11/04/2001 - 10:00
Uma bactéria encontrada nas águas turvas do rio Negro, na Amazônia, pode colocar o Brasil mais perto de tratar a doença de Chagas. Mais de 160 pesquisadores, doutores e alunos de 25 universidades de Norte a Sul do Brasil, além de 65 laboratórios paulistas, concentram-se em mapear a sequência genética da Chromobacterium violaceum. Investigada pela bioquímica santista Regina Vasconcellos Antônio há mais de uma década, a bactéria tem aplicações para a saúde, o meio ambiente e a mineração. Além da propriedade antibiótica, o microorganismo gera enzimas que poderiam retardar o envelhecimento, produz um plástico biodegradável e uma substância que separa o ouro do lixo. O caráter mil e uma utilidades chamou a atenção da gaúcha Tânia Creczynski-Pasa, que sugeriu a cromobactéria para ser o primeiro organismo sequenciado num esforço nacional de pesquisa genética.

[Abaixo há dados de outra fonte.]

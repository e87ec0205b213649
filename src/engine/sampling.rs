//! Stochastic draws used by the acquisition paths.
//!
//! All sampling goes through the engine's single ChaCha RNG so that a
//! seeded engine is fully reproducible. The helpers here guard the
//! degenerate parameter ranges (zero means, empty weight vectors) that
//! the physics regularly produces, e.g. with the laser off.

use rand::Rng;
use rand_distr::{Binomial, Distribution, Exp, Normal, Poisson};

/// Draws from Poisson(mean); 0 for non-positive means.
pub fn poisson(rng: &mut impl Rng, mean: f64) -> u64 {
    if mean <= 0.0 {
        return 0;
    }
    match Poisson::new(mean) {
        Ok(dist) => dist.sample(rng) as u64,
        Err(_) => 0,
    }
}

/// Draws one Gaussian with the given standard deviation, centered at 0.
pub fn gaussian_jitter(rng: &mut impl Rng, sigma: f64) -> f64 {
    match Normal::new(0.0, sigma) {
        Ok(dist) => dist.sample(rng),
        Err(_) => 0.0,
    }
}

/// Draws `count` exponential inter-arrival gaps at the given rate (Hz)
/// and cumulative-sums them into arrival times in seconds.
pub fn arrival_times_s(rng: &mut impl Rng, rate_hz: f64, count: usize) -> Vec<f64> {
    let dist = match Exp::new(rate_hz) {
        Ok(d) => d,
        Err(_) => return Vec::new(),
    };
    let mut t = 0.0;
    (0..count)
        .map(|_| {
            t += dist.sample(rng);
            t
        })
        .collect()
}

/// Samples a multinomial distribution over `weights` with `trials` draws.
///
/// Weights need not sum to 1; trials are apportioned by relative weight
/// via conditional binomials. Returns one count per weight, summing to
/// `trials` whenever the total weight is positive.
pub fn multinomial(rng: &mut impl Rng, trials: u64, weights: &[f64]) -> Vec<u64> {
    let mut counts = vec![0u64; weights.len()];
    let mut remaining = trials;
    let mut weight_left: f64 = weights.iter().sum();

    for (slot, &w) in counts.iter_mut().zip(weights.iter()) {
        if remaining == 0 || weight_left <= 0.0 {
            break;
        }
        let p = (w / weight_left).clamp(0.0, 1.0);
        let draw = if p >= 1.0 {
            remaining
        } else {
            match Binomial::new(remaining, p) {
                Ok(dist) => dist.sample(rng),
                Err(_) => 0,
            }
        };
        *slot = draw;
        remaining -= draw;
        weight_left -= w;
    }
    counts
}

#[cfg(test)]
mod tests {
    use super::*;
    use rand_chacha::ChaCha20Rng;
    use rand_core::SeedableRng;

    fn rng() -> ChaCha20Rng {
        ChaCha20Rng::seed_from_u64(7)
    }

    #[test]
    fn test_poisson_zero_mean() {
        assert_eq!(poisson(&mut rng(), 0.0), 0);
        assert_eq!(poisson(&mut rng(), -3.0), 0);
    }

    #[test]
    fn test_poisson_mean_tracks_parameter() {
        let mut r = rng();
        let n = 2000;
        let total: u64 = (0..n).map(|_| poisson(&mut r, 50.0)).sum();
        let mean = total as f64 / n as f64;
        assert!((mean - 50.0).abs() < 1.0, "sample mean {mean}");
    }

    #[test]
    fn test_multinomial_conserves_trials() {
        let mut r = rng();
        let counts = multinomial(&mut r, 10_000, &[0.2, 0.3, 0.5]);
        assert_eq!(counts.iter().sum::<u64>(), 10_000);
    }

    #[test]
    fn test_multinomial_respects_weights() {
        let mut r = rng();
        let counts = multinomial(&mut r, 100_000, &[0.1, 0.9]);
        let frac = counts[0] as f64 / 100_000.0;
        assert!((frac - 0.1).abs() < 0.01, "fraction {frac}");
    }

    #[test]
    fn test_multinomial_zero_weight_slot_gets_nothing() {
        let mut r = rng();
        let counts = multinomial(&mut r, 1000, &[0.5, 0.0, 0.5]);
        assert_eq!(counts[1], 0);
        assert_eq!(counts.iter().sum::<u64>(), 1000);
    }

    #[test]
    fn test_arrival_times_are_increasing() {
        let mut r = rng();
        let times = arrival_times_s(&mut r, 1e5, 500);
        assert_eq!(times.len(), 500);
        assert!(times.windows(2).all(|w| w[0] < w[1]));
        assert!(times[0] > 0.0);
    }

    #[test]
    fn test_seeded_draws_are_reproducible() {
        let a = multinomial(&mut rng(), 1000, &[0.3, 0.7]);
        let b = multinomial(&mut rng(), 1000, &[0.3, 0.7]);
        assert_eq!(a, b);
    }
}
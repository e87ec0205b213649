//! The entangled photon-pair source.
//!
//! Models a type-II SPDC crystal pumped through a rotatable half-wave
//! plate. The emitted two-photon state is a noisy entangled state whose
//! signal/noise balance is fixed; only the pump rotation is a control.

mod density;
mod spdc;

pub use density::{DensityMatrix, Ket4, Mat4};
pub use spdc::{
    density_matrix_for_angle, SpdcSource, ISOTROPIC_NOISE_WEIGHT, SYMMETRIC_NOISE_WEIGHT,
};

O resultado do estudo sairá em um ano, mas serão precisos outros tantos para surgirem medicamentos feitos a partir das informações genéticas. Por enquanto, a fina flor da ciência brasileira tenta decifrar o código do organismo como um imenso quebra-cabeça. Cada universidade calcula seu quinhão da bactéria e envia os dados para uma central de bioinformática chefiada pela carioca Ana Tereza de Vasconcelos, em Petrópolis. Amparado por uma verba federal de R$ 11 milhões, o projeto é comandado pelo inglês Andrew Simpson, ironicamente um dos principais expoentes da genética brasileira. Como em outros estudos genéticos, o objetivo do programa é mapear a bactéria para depois registrar patentes que possam auxiliar na produção de drogas. “A escolha do organismo levou em conta a possibilidade de gerar produtos benéficos para o País”, diz Ana Tereza.

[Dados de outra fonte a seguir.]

//! One measurement party (observer) in the two-photon experiment.
//!
//! Each party owns a half-wave plate, an optional quarter-wave plate, a
//! polarizing beamsplitter, and two detector channels (one per measurement
//! outcome). The waveplates are folded into the detection operators:
//! `E = W†·P·W` where `P` projects onto a beamsplitter output port.

use super::jones::{half_wave_plate, quarter_wave_plate, Ket2, Mat2};

/// An observer with a waveplate stage and a detector channel pair.
#[derive(Debug, Clone)]
pub struct Party {
    name: String,
    /// Detector channel per measurement outcome (outcome 0, outcome 1).
    channels: [u8; 2],
    hwp_angle: f64,
    qwp_angle: f64,
    /// Whether the quarter-wave plate is in the beam path.
    has_qwp: bool,
    /// Effective detection operators, one per outcome.
    operators: [Mat2; 2],
}

impl Party {
    /// Creates a party with both waveplates at zero.
    pub fn new(name: impl Into<String>, ch_0: u8, ch_1: u8) -> Self {
        let mut party = Self {
            name: name.into(),
            channels: [ch_0, ch_1],
            hwp_angle: 0.0,
            qwp_angle: 0.0,
            has_qwp: true,
            operators: [Mat2::zero(), Mat2::zero()],
        };
        party.update_operators();
        party
    }

    /// Sets both waveplate angles (radians) and recomputes the operators.
    pub fn set_waveplates(&mut self, hwp_angle: f64, qwp_angle: f64) {
        self.hwp_angle = hwp_angle;
        self.qwp_angle = qwp_angle;
        self.update_operators();
    }

    /// Removes or reinserts the quarter-wave plate.
    pub fn toggle_qwp(&mut self) {
        self.has_qwp = !self.has_qwp;
        tracing::debug!(party = %self.name, has_qwp = self.has_qwp, "QWP toggled");
        self.update_operators();
    }

    fn update_operators(&mut self) {
        let w = if self.has_qwp {
            half_wave_plate(self.hwp_angle).mul(&quarter_wave_plate(self.qwp_angle))
        } else {
            half_wave_plate(self.hwp_angle)
        };
        let w_dag = w.adjoint();
        let ports = [Ket2::horizontal().projector(), Ket2::vertical().projector()];
        for (op, port) in self.operators.iter_mut().zip(ports.iter()) {
            *op = w_dag.mul(port).mul(&w);
        }
    }

    /// The party's display name.
    pub fn name(&self) -> &str {
        &self.name
    }

    /// Detector channels, indexed by measurement outcome.
    pub fn channels(&self) -> [u8; 2] {
        self.channels
    }

    /// Effective detection operator for the given outcome (0 or 1).
    pub fn operator(&self, outcome: usize) -> &Mat2 {
        &self.operators[outcome]
    }

    /// Current waveplate angles (radians).
    pub fn waveplate_angles(&self) -> (f64, f64) {
        (self.hwp_angle, self.qwp_angle)
    }
}
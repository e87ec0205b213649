//! The pump laser collaborator.
//!
//! The engine only ever reads the emitted power, so the driver surface is
//! one trait. Real hardware drivers live outside this crate and implement
//! the same trait; [`SimLaser`] is the virtual stand-in.

/// A pump laser as seen by the tagger engine.
pub trait PumpLaser {
    /// Sets the requested output power in milliwatts.
    fn set_power_mw(&mut self, power_mw: f64);

    /// Turns emission on or off.
    fn set_emission(&mut self, on: bool);

    /// Currently emitted power in milliwatts; 0 while emission is off.
    fn emission_power_mw(&self) -> f64;
}

/// Virtual pump laser.
#[derive(Debug, Clone)]
pub struct SimLaser {
    power_mw: f64,
    emission_on: bool,
}

impl SimLaser {
    /// Creates the laser powered down with emission off.
    pub fn new() -> Self {
        tracing::info!("virtual laser initialized");
        Self {
            power_mw: 0.0,
            emission_on: false,
        }
    }
}

impl Default for SimLaser {
    fn default() -> Self {
        Self::new()
    }
}

impl PumpLaser for SimLaser {
    fn set_power_mw(&mut self, power_mw: f64) {
        self.power_mw = power_mw.max(0.0);
        tracing::info!(power_mw = self.power_mw, "laser power set");
    }

    fn set_emission(&mut self, on: bool) {
        self.emission_on = on;
        tracing::info!(emission = on, "laser emission switched");
    }

    fn emission_power_mw(&self) -> f64 {
        if self.emission_on {
            self.power_mw
        } else {
            0.0
        }
    }
}

#[cfg(test)]
mod tests {
    use super::*;

    #[test]
    fn test_no_emission_while_off() {
        let mut laser = SimLaser::new();
        laser.set_power_mw(2.5);
        assert_eq!(laser.emission_power_mw(), 0.0);

        laser.set_emission(true);
        assert_eq!(laser.emission_power_mw(), 2.5);

        laser.set_emission(false);
        assert_eq!(laser.emission_power_mw(), 0.0);
    }

    #[test]
    fn test_negative_power_clamped() {
        let mut laser = SimLaser::new();
        laser.set_power_mw(-1.0);
        laser.set_emission(true);
        assert_eq!(laser.emission_power_mw(), 0.0);
    }
}
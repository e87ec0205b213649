//! The aggregate-count acquisition path.
//!
//! One `read` draws the total number of generated pairs, distributes them
//! over the observable detection patterns (quantum probabilities degraded
//! by per-channel Bernoulli loss), then layers on dark counts and
//! pairwise accidental coincidences. The result replaces the engine's
//! pattern memory wholesale.

use super::memory::{Pattern, SimulationMemory};
use super::sampling;
use super::TaggerEngine;
use crate::source::Mat4;
use std::collections::BTreeMap;

/// Ideal outcomes below this probability are discarded.
const IDEAL_PROB_CUTOFF: f64 = 1e-9;

/// One joint measurement outcome before detector loss.
#[derive(Debug, Clone, Copy)]
pub(crate) struct IdealOutcome {
    /// The channel each party's click would land on.
    pub channels: [u8; 2],
    /// `Re[Tr(ρ · E_a ⊗ E_b)]`.
    pub probability: f64,
}

impl TaggerEngine {
    /// Joint outcome probabilities for the current state and waveplates.
    ///
    /// The quantum term is defined for exactly two parties (the state is
    /// a two-photon density matrix); any other party count yields an
    /// empty table and only noise terms survive.
    pub(crate) fn ideal_outcomes(&self) -> Vec<IdealOutcome> {
        if self.parties.len() != 2 {
            tracing::warn!(
                parties = self.parties.len(),
                "quantum term requires exactly two parties, skipping"
            );
            return Vec::new();
        }
        let rho = self.source.density_matrix();
        let (alice, bob) = (&self.parties[0], &self.parties[1]);

        let mut outcomes = Vec::with_capacity(4);
        for outcome_a in 0..2 {
            for outcome_b in 0..2 {
                let joint = Mat4::kron(alice.operator(outcome_a), bob.operator(outcome_b));
                outcomes.push(IdealOutcome {
                    channels: [
                        alice.channels()[outcome_a],
                        bob.channels()[outcome_b],
                    ],
                    probability: rho.expectation(&joint),
                });
            }
        }
        outcomes
    }

    /// Per-pattern detection probabilities after Bernoulli loss masking.
    ///
    /// Every ideal outcome is split over the 2^2 detected/undetected masks
    /// of its two channels; masks with no surviving channel are invisible
    /// and contribute only to the no-click residual.
    fn observable_distribution(&self) -> Vec<(Pattern, f64)> {
        let mut acc: BTreeMap<Pattern, f64> = BTreeMap::new();

        for outcome in self.ideal_outcomes() {
            if outcome.probability <= IDEAL_PROB_CUTOFF {
                continue;
            }
            let effs = outcome.channels.map(|ch| self.channels.efficiency(ch));

            for mask in 0u8..4 {
                let mut p_loss = 1.0;
                let mut detected = Vec::new();
                for (k, (&ch, &eff)) in outcome.channels.iter().zip(effs.iter()).enumerate() {
                    if mask & (1 << k) != 0 {
                        p_loss *= eff;
                        detected.push(ch);
                    } else {
                        p_loss *= 1.0 - eff;
                    }
                }
                if !detected.is_empty() {
                    *acc.entry(Pattern::new(detected)).or_insert(0.0) +=
                        outcome.probability * p_loss;
                }
            }
        }
        acc.into_iter().collect()
    }

    /// All channels used by any party, ascending, deduplicated.
    pub(crate) fn active_channels(&self) -> Vec<u8> {
        let mut channels: Vec<u8> = self
            .parties
            .iter()
            .flat_map(|p| p.channels())
            .collect();
        channels.sort_unstable();
        channels.dedup();
        channels
    }

    /// Runs one acquisition of `duration_s` seconds.
    ///
    /// Replaces the pattern memory atomically; queries between two `read`
    /// calls always see one self-consistent acquisition.
    pub fn read(&mut self, duration_s: f64) {
        let mut memory = SimulationMemory::new(duration_s);

        let base_rate = self.base_pair_rate_hz();
        if base_rate > 0.0 {
            let total_pairs = sampling::poisson(&mut self.rng, base_rate * duration_s);
            if total_pairs > 0 {
                let observable = self.observable_distribution();
                if !observable.is_empty() {
                    let mut weights: Vec<f64> =
                        observable.iter().map(|(_, p)| *p).collect();
                    let mut total: f64 = weights.iter().sum();
                    if total > 1.0 {
                        for w in weights.iter_mut() {
                            *w /= total;
                        }
                        total = 1.0;
                    }
                    // No-click residual absorbs the remaining probability.
                    weights.push(1.0 - total);

                    let counts =
                        sampling::multinomial(&mut self.rng, total_pairs, &weights);
                    for ((pattern, _), &count) in observable.iter().zip(counts.iter()) {
                        memory.record(pattern.clone(), count);
                    }
                }
            }
        }

        // Dark counts, independent per active channel.
        let active = self.active_channels();
        let mean_dark = self.dark_rate_hz * duration_s;
        for &ch in &active {
            let n_dark = sampling::poisson(&mut self.rng, mean_dark);
            memory.record(Pattern::single(ch), n_dark);
        }

        // Accidental coincidences from the realized singles rates.
        // Totals are snapshotted before any accidental is added so that
        // accidentals never feed further accidentals.
        if duration_s > 0.0 {
            let totals: Vec<u64> =
                active.iter().map(|&ch| memory.channel_total(ch)).collect();
            let window_s = self.channels.window_ns * 1e-9;

            for i in 0..active.len() {
                for j in (i + 1)..active.len() {
                    if totals[i] == 0 || totals[j] == 0 {
                        continue;
                    }
                    let rate_a = totals[i] as f64 / duration_s;
                    let rate_b = totals[j] as f64 / duration_s;
                    let mean_acc = rate_a * rate_b * window_s * duration_s;
                    let n_acc = sampling::poisson(&mut self.rng, mean_acc);
                    memory.record(Pattern::pair(active[i], active[j]), n_acc);
                }
            }
        }

        tracing::debug!(
            duration_s,
            patterns = memory.len(),
            "acquisition complete"
        );
        self.memory = memory;
    }
}

#[cfg(test)]
mod tests {
    use super::*;
    use crate::engine::{FileConfig, PumpLaser, SimLaser, TaggerEngine};

    fn engine_with_laser(seed: u64, power_mw: f64) -> TaggerEngine {
        let mut engine = TaggerEngine::with_seed(&FileConfig::default(), seed);
        let mut laser = SimLaser::new();
        laser.set_power_mw(power_mw);
        laser.set_emission(true);
        engine.attach_laser(Box::new(laser));
        engine
    }

    #[test]
    fn test_ideal_outcomes_sum_to_one() {
        let engine = engine_with_laser(3, 1.0);
        let total: f64 = engine.ideal_outcomes().iter().map(|o| o.probability).sum();
        assert!((total - 1.0).abs() < 1e-9, "outcome probabilities sum to {total}");
    }

    #[test]
    fn test_laser_off_leaves_only_noise_patterns() {
        // With no pair generation, every stored pattern must be a dark
        // single or a pairwise accidental.
        let mut engine = TaggerEngine::with_seed(&FileConfig::default(), 5);
        engine.read(1.0);

        assert!(!engine.memory().is_empty());
        for (pattern, _) in engine.memory().iter() {
            assert!(
                pattern.channels().len() <= 2,
                "unexpected pattern {:?} without a laser",
                pattern
            );
        }
    }

    #[test]
    fn test_dark_counts_near_expected_rate() {
        let mut engine = TaggerEngine::with_seed(&FileConfig::default(), 8);
        engine.read(10.0);
        // 1500 Hz for 10 s, Poisson; allow generous statistical slack.
        let singles = engine.memory().superset_sum(&[1]);
        assert!((10_000..20_000).contains(&singles), "singles {singles}");
    }

    #[test]
    fn test_quantum_coincidences_follow_the_state() {
        // At pump angle 0 the state is essentially |HV⟩: Alice clicks H
        // (channel 1), Bob clicks V (channel 4). The opposite pairing only
        // arises from the noise terms.
        let mut engine = engine_with_laser(11, 1.0);
        engine.read(1.0);

        let bright = engine.memory().superset_sum(&[1, 4]);
        let dim = engine.memory().superset_sum(&[2, 3]);
        assert!(bright > 1000, "expected strong HV coincidences, got {bright}");
        assert!(bright > 5 * dim.max(1), "bright {bright}, dim {dim}");
    }

    #[test]
    fn test_memory_replaced_not_merged() {
        let mut engine = engine_with_laser(13, 1.0);
        engine.read(1.0);
        let first = engine.memory().superset_sum(&[]);

        engine.laser_mut().expect("laser").set_emission(false);
        engine.read(1.0);
        let second = engine.memory().superset_sum(&[]);
        // A merged memory would keep the large quantum-term total; a
        // laser-off read holds only dark counts and accidentals.
        assert!(second < first / 5, "first {first}, second {second}");
    }

    #[test]
    fn test_zero_duration_read_is_empty_but_valid() {
        let mut engine = engine_with_laser(17, 1.0);
        engine.read(0.0);
        assert!(engine.memory().is_empty());
        assert_eq!(engine.memory().duration_s(), 0.0);
    }

    #[test]
    fn test_accidental_rate_converges() {
        // With the laser off and lights on, singles are pure dark counts
        // at λ = 21 700 Hz. The expected accidentals per channel pair and
        // 1 s read are λ²·w = 21 700² · 3 ns ≈ 1.413.
        let mut engine = TaggerEngine::with_seed(&FileConfig::default(), 19);
        engine.set_ambient_light(true);

        let reads = 2_000;
        let mut accidentals = 0u64;
        for _ in 0..reads {
            engine.read(1.0);
            for (pattern, count) in engine.memory().iter() {
                if pattern.channels().len() == 2 {
                    accidentals += count;
                }
            }
        }

        // 6 channel pairs over {1, 2, 3, 4}.
        let expected = 6.0 * 21_700.0_f64.powi(2) * 3.0e-9 * reads as f64;
        let observed = accidentals as f64;
        let relative = (observed - expected).abs() / expected;
        assert!(
            relative < 0.1,
            "observed {observed}, expected {expected}, relative error {relative}"
        );
    }
}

O Brasil colocou os pés na linha de frente da genética após sequenciar o DNA da praga do amarelinho, a Xylella fastidiosa. “Nossa missão é solucionar os problemas brasileiros da agricultura e da saúde pública”, prega José Fernando Perez, diretor científico da Fundação de Amparo à Pesquisa do Estado de São Paulo (Fapesp), que há três anos financia projetos de sequenciamento genético. Entre as prioridades nacionais estão as culturas agrícolas estratégicas, como a cana-de-açúcar, as plantações de laranja e de cacau e as doenças típicas das regiões tropicais.
Causadora da popular barriga d´água, doença que afeta 10 milhões de brasileiros ao ano, a esquistossomose é o próximo alvo da genética nacional. O projeto deve resultar em breve numa vacina, criada em parceria com o Instituto Butantã, de São Paulo. “No futuro queremos injetar o DNA do parasita para que a célula produza os anticorpos de combate à doença”, explica o carioca Sergio Verjovski-Almeida, professor-titular de bioquímica da Universidade de São Paulo e chefe da pesquisa. O projeto está na fase inicial, deve terminar em 12 ou 18 meses, mas já existem vacinas em teste.
Planta, bactéria ou doença humana, não importa: a aplicação clínica da genética demanda tempo. “São necessários dez anos para um medicamento sair do laboratório para a farmácia”, diz Walter Gilbert, prêmio Nobel de Química de 1980 que esteve no Brasil para a primeira conferência nacional de genética, realizada em Angra dos Reis, em março. Antes disso, começam a surgir efeitos práticos. Um deles é o plantio de produtos geneticamente modificados. A começar pela cana-de-açúcar, cujo sequenciamento foi concluído, mas ainda não publicado. A cana tem genes idênticos aos do arroz, milho, soja, trigo e outros cereais. “Será possível alterar o ciclo de vida da planta, gerando frutos mais rápido e produzindo açúcar menos calórico”, exemplifica Paulo Arruda, da Universidade Estadual de Campinas. Prestes a selar uma parceria com uma produtora belga de cereais transgênicos, a Fapesp negocia o genoma da cana-de-açúcar com cautela. “Temos pouca experiência nessa área e é difícil definir quem detém a propriedade intelectual sobre cada detalhe”, diz Perez.
Por isso, é importante agora incentivar a formação de empresas nacionais de biotecnologia. Para evitar incorrer no mesmo erro da indústria brasileira de informática, que, mesmo depois de oito anos de reserva de mercado, continua dominada por produtos importados.